• [YOUR ASSIGNMENT]:
I need every line that includes the word "PasswordHash" copied from the material.

• [LISTED ENTRIES]:
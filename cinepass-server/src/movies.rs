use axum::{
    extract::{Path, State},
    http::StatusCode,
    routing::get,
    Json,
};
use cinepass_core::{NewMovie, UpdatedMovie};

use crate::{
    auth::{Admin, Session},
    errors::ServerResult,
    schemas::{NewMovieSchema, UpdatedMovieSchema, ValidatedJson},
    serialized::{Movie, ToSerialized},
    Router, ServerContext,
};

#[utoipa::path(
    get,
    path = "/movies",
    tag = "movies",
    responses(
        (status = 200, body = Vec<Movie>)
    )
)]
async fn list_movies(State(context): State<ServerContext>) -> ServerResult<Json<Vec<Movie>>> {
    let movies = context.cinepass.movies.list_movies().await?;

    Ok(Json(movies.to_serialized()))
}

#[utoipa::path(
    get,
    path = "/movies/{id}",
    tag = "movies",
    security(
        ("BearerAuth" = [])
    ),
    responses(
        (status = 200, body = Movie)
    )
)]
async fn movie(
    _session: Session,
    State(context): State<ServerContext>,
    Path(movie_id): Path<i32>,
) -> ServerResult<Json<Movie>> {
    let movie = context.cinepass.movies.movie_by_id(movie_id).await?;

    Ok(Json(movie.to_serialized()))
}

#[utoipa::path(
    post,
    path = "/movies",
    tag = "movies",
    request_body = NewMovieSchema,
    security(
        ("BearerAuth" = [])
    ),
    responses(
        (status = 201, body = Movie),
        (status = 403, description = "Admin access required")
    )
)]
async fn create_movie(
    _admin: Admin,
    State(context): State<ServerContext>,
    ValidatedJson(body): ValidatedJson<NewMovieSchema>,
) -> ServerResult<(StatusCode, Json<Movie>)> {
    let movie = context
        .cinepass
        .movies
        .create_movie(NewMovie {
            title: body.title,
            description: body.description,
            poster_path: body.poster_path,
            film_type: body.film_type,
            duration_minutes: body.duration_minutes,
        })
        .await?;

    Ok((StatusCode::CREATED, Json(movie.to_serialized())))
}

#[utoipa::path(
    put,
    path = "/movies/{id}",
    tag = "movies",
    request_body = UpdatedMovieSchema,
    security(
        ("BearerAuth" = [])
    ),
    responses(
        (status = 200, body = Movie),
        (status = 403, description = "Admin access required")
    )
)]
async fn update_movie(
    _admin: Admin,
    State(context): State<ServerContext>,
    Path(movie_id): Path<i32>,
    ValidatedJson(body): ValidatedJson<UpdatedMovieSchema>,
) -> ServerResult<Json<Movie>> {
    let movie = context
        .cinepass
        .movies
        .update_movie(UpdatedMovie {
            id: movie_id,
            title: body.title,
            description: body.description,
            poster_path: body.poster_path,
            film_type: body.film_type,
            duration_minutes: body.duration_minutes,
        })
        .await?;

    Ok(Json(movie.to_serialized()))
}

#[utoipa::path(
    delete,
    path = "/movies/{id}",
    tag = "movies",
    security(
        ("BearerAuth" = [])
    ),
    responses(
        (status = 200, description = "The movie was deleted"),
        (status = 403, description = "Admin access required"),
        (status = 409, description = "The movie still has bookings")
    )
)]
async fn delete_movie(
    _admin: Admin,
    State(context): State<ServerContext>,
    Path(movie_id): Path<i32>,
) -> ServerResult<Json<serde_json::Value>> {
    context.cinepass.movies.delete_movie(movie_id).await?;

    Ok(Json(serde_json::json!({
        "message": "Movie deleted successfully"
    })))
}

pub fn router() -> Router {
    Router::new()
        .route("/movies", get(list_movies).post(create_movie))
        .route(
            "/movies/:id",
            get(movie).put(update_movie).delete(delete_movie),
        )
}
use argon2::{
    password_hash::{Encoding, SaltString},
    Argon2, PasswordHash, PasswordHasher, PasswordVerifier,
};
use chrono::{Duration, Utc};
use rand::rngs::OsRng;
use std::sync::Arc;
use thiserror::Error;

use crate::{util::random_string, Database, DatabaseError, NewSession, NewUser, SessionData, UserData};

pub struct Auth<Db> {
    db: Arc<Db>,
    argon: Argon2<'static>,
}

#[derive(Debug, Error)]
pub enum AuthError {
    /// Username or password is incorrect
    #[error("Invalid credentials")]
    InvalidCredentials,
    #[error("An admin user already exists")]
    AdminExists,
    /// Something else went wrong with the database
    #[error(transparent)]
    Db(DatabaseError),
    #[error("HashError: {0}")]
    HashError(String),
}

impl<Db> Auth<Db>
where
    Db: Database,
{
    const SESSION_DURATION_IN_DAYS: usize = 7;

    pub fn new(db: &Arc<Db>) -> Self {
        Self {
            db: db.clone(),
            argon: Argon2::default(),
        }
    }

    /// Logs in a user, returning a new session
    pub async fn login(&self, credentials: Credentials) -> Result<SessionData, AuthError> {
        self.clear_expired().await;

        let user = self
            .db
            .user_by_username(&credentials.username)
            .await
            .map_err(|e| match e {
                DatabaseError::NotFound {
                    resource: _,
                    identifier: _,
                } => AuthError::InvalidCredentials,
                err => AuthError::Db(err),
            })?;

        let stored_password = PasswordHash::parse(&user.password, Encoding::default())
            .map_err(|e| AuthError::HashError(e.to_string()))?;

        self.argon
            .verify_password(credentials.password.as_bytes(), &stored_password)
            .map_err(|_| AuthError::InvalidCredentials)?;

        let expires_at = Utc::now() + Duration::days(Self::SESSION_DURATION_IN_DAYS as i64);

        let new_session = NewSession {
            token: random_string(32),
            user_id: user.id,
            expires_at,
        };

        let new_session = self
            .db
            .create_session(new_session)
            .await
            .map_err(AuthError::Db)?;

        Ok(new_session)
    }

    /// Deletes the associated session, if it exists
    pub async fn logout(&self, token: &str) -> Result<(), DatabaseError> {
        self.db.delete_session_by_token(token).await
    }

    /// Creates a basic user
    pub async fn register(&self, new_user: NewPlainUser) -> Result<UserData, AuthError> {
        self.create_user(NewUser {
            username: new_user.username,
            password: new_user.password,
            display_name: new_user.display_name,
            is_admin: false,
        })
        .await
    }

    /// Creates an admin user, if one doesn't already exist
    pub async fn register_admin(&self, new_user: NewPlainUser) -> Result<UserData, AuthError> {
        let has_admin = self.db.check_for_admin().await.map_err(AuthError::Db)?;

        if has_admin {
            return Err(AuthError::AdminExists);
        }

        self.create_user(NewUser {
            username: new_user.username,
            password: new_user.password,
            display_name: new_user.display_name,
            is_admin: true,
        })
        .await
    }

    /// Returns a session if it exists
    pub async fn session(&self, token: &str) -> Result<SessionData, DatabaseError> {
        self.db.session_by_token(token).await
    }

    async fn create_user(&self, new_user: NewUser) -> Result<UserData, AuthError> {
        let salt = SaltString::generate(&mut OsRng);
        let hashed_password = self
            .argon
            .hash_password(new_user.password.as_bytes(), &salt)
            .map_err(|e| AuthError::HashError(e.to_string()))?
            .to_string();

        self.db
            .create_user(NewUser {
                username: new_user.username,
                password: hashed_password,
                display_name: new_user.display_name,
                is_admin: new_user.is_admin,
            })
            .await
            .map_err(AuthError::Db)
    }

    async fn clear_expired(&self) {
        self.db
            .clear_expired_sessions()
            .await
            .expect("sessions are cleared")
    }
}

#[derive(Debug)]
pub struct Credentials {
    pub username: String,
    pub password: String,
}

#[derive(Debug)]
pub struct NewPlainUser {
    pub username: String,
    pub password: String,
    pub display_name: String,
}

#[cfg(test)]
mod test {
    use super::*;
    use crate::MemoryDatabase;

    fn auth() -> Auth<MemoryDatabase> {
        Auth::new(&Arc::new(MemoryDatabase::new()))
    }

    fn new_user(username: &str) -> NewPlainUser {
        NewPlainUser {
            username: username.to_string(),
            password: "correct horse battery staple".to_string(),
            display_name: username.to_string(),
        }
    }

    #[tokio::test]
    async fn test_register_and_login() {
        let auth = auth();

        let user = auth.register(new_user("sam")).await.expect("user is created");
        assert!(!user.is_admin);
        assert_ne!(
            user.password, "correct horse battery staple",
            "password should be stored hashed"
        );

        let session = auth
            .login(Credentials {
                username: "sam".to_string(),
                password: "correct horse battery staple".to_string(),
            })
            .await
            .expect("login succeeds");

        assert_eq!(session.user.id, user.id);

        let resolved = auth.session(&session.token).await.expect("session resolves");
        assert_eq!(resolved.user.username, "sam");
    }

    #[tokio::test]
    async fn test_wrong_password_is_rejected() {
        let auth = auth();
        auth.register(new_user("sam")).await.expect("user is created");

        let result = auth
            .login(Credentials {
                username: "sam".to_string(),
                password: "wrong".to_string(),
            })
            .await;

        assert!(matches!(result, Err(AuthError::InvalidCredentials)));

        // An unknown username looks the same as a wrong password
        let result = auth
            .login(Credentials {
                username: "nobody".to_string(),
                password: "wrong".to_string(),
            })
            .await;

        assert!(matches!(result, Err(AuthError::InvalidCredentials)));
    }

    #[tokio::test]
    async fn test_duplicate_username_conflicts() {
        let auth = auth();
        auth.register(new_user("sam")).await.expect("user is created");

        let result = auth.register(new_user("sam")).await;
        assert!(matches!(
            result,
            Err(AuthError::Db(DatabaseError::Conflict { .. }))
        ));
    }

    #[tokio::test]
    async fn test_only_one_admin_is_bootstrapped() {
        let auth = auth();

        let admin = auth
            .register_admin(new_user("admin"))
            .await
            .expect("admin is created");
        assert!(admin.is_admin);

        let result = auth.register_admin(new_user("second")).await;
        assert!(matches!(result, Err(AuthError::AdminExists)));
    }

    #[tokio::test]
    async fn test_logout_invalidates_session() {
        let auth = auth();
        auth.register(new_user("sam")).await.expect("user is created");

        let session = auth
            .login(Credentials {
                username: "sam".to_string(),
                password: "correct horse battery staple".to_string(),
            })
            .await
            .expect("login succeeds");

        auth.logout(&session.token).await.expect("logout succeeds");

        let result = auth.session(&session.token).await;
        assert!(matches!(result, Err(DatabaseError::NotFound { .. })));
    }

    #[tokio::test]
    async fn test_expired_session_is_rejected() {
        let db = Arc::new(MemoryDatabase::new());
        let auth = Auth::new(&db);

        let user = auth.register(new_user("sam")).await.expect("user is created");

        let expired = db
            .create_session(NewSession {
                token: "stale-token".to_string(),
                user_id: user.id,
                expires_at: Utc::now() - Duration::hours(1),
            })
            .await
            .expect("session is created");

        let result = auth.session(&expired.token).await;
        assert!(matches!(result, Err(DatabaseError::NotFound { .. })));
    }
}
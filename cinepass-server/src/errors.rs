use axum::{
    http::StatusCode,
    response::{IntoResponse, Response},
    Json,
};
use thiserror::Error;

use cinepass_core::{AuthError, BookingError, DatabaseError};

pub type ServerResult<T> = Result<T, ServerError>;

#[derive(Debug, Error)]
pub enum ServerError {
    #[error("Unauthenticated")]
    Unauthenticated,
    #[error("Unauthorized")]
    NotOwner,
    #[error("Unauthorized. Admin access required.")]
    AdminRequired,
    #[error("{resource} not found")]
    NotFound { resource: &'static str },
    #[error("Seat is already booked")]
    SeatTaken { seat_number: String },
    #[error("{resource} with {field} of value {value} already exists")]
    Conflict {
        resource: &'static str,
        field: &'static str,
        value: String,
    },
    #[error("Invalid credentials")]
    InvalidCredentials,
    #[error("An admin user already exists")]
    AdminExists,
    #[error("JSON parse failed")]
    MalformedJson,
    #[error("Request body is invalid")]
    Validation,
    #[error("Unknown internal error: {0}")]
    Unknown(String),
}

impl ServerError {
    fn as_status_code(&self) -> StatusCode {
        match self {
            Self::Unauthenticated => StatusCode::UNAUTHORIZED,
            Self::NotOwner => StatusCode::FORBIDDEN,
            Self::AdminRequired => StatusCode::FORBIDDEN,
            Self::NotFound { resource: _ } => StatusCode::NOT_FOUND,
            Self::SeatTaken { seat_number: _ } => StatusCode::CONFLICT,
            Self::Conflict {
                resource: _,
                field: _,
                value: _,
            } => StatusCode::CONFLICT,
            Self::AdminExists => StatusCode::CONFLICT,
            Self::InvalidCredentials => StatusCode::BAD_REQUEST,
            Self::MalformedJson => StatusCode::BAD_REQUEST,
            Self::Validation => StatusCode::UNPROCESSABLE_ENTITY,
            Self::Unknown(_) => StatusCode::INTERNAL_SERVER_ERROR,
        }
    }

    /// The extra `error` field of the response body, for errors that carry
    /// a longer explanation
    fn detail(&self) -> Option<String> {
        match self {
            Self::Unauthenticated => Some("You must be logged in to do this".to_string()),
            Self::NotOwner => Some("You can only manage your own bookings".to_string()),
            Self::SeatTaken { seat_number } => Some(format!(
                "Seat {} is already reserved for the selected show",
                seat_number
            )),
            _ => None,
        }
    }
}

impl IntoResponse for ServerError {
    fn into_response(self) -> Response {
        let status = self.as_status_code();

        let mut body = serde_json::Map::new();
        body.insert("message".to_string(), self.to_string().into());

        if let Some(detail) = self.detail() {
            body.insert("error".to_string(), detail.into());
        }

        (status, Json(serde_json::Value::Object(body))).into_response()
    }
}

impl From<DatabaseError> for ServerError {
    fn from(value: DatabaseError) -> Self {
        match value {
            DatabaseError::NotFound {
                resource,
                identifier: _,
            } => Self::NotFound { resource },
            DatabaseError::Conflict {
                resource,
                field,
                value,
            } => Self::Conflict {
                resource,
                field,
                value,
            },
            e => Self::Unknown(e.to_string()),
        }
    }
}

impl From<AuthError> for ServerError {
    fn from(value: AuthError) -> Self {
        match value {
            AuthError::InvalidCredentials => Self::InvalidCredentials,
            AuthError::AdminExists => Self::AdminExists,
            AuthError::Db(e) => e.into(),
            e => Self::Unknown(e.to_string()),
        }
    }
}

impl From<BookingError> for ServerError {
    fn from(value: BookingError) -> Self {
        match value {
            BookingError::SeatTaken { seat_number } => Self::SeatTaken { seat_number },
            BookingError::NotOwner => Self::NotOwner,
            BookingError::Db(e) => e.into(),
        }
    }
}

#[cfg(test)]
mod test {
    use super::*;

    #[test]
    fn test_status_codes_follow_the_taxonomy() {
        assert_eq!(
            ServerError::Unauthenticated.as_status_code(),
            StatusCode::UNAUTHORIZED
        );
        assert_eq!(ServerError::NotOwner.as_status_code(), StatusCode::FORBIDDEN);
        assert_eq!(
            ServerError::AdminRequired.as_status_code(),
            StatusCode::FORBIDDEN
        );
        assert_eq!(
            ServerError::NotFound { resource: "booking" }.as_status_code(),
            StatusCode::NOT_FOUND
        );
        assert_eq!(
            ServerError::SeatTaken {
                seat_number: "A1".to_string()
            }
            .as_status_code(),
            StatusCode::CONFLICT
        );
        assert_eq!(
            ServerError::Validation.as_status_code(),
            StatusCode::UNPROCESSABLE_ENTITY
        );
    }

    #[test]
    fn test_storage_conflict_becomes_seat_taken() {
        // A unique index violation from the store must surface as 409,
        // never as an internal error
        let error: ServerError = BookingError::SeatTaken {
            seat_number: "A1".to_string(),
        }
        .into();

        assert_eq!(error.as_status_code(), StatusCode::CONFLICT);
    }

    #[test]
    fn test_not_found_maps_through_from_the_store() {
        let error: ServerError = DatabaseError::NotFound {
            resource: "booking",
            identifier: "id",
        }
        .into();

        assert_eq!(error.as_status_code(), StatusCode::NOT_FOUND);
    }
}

• [OUTPUT FOR THIS EXERCISE]:
    Argon2, PasswordHash, PasswordHasher, PasswordVerifier,
        let stored_password = PasswordHash::parse(&user.password, Encoding::default())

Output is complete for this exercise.